Records from a collection:

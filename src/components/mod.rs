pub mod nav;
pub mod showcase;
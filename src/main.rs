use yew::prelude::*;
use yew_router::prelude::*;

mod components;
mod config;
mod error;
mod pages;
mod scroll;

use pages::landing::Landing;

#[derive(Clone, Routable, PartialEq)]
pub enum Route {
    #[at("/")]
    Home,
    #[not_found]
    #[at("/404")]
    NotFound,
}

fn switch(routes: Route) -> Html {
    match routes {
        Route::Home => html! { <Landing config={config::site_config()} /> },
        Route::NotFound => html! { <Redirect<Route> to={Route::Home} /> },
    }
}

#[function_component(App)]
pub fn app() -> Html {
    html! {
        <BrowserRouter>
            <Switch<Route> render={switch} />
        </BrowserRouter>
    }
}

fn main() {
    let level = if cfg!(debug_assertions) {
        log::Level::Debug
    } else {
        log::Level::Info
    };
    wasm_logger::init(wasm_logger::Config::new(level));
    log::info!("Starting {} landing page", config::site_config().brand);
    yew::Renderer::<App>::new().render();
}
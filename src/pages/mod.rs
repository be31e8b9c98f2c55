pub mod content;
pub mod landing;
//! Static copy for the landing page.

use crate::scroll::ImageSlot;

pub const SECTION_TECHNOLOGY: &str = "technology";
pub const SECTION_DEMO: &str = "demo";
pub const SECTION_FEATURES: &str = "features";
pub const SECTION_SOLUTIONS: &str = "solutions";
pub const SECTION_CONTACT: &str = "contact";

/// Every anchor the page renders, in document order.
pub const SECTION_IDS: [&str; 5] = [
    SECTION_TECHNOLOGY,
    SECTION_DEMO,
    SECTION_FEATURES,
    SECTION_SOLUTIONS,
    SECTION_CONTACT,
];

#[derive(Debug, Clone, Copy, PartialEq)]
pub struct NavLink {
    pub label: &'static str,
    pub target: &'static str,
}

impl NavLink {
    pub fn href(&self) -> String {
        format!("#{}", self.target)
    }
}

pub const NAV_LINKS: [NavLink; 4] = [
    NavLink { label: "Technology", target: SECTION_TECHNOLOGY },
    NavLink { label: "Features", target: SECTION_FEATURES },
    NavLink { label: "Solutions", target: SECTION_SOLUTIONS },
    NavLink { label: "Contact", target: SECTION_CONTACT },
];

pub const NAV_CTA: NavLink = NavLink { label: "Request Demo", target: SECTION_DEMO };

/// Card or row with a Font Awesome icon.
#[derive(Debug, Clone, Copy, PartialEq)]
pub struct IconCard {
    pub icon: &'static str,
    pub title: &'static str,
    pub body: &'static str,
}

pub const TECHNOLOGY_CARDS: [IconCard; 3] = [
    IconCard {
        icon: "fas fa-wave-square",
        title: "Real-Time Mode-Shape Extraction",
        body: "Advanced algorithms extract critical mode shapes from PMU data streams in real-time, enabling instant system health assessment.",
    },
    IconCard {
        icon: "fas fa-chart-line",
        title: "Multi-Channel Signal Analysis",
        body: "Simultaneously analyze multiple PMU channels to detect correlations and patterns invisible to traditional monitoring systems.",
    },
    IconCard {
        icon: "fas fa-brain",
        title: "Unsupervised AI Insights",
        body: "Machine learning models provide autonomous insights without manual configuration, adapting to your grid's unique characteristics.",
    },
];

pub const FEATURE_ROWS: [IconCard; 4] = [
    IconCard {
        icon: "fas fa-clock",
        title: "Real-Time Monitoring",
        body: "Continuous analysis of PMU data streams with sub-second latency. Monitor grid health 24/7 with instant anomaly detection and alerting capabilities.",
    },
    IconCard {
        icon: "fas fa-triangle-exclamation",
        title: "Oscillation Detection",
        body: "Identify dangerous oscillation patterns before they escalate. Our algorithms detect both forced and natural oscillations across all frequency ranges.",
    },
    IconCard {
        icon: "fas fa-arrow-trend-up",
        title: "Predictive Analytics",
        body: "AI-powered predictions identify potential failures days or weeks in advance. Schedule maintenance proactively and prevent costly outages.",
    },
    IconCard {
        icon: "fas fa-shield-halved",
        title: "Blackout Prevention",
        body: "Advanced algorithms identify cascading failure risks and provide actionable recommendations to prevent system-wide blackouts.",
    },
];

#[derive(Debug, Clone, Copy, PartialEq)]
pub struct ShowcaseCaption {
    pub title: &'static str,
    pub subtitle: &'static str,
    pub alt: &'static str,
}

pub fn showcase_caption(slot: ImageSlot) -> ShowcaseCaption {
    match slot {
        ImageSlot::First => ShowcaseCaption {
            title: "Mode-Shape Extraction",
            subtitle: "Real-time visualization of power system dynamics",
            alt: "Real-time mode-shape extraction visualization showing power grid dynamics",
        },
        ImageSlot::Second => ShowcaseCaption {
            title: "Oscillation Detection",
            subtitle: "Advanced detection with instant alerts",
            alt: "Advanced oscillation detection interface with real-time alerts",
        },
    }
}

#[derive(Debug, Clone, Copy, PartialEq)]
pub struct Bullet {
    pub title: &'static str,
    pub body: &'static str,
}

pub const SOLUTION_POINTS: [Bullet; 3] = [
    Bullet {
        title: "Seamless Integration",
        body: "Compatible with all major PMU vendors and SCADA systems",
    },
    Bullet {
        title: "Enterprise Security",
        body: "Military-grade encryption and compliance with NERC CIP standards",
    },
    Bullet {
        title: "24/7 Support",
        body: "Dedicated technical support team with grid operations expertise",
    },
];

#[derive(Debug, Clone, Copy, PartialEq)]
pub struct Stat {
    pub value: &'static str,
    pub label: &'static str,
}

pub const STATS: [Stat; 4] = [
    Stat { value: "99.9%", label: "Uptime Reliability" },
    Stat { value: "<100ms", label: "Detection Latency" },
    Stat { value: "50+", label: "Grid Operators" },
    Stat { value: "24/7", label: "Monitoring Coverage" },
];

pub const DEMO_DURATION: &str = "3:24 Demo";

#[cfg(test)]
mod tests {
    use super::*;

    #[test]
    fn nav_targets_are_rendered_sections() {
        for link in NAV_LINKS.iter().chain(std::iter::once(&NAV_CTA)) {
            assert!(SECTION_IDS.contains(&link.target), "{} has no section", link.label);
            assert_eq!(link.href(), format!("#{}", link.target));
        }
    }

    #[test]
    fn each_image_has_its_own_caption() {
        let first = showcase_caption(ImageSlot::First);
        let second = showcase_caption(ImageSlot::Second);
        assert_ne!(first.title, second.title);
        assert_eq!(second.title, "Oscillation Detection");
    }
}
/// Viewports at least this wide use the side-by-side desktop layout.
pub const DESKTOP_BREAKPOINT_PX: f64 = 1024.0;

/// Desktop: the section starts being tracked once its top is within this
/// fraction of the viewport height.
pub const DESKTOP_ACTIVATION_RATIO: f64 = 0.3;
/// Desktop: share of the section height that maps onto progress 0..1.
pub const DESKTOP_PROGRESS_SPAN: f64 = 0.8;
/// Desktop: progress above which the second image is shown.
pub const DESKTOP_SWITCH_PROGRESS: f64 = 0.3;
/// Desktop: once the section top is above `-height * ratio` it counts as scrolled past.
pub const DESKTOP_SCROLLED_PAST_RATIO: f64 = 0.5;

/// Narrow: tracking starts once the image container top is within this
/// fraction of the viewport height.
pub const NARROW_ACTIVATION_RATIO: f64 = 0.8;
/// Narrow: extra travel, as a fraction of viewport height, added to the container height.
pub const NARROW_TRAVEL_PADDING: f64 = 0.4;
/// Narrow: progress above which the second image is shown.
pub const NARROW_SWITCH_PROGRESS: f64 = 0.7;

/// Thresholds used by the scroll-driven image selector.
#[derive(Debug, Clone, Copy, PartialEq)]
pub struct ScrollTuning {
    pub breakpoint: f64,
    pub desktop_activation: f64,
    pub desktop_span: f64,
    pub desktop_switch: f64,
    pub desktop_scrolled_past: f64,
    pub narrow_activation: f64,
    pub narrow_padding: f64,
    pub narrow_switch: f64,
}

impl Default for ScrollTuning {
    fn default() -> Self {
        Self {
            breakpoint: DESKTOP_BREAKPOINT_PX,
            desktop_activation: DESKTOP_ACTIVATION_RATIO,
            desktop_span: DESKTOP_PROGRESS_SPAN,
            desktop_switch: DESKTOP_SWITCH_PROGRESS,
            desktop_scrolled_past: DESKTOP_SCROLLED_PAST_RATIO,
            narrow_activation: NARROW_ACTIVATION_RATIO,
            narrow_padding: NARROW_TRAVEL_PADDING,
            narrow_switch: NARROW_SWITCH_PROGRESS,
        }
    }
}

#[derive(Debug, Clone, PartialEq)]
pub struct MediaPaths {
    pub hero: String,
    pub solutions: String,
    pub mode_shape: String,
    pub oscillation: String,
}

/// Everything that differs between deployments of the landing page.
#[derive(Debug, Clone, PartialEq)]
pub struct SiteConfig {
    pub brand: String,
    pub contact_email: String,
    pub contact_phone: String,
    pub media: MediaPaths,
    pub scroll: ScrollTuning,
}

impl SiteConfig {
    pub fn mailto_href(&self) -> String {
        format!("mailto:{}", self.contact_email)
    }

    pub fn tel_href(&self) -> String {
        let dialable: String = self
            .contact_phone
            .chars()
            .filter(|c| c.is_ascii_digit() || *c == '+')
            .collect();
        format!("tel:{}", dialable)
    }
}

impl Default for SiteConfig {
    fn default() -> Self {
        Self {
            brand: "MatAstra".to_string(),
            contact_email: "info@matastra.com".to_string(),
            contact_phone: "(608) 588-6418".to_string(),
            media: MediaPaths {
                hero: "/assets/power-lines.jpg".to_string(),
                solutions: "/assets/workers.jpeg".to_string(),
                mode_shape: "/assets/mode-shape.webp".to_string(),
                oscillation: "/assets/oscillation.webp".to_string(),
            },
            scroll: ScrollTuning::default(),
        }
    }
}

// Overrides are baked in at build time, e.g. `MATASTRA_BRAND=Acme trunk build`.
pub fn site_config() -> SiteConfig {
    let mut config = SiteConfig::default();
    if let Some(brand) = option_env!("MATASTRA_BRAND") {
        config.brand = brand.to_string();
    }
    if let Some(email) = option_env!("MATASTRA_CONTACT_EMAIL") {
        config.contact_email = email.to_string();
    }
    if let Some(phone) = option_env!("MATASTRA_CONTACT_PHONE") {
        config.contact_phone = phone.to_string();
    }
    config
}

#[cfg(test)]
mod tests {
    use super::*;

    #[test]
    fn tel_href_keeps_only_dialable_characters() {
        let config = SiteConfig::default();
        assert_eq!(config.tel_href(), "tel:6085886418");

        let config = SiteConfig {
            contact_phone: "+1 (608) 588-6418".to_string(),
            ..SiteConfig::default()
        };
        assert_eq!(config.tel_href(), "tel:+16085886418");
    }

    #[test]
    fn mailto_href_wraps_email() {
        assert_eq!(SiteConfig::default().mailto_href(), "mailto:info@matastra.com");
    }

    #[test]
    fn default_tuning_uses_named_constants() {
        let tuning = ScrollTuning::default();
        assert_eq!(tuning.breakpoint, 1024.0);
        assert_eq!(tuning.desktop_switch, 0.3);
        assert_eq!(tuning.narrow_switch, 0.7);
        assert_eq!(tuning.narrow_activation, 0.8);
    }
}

ACTIVITY: From the entries, copy out each line containing the word "data".

RESPONSE BELOW:
        body: "Advanced algorithms extract critical mode shapes from PMU data streams in real-time, enabling instant system health assessment.",
        body: "Continuous analysis of PMU data streams with sub-second latency. Monitor grid health 24/7 with instant anomaly detection and alerting capabilities.",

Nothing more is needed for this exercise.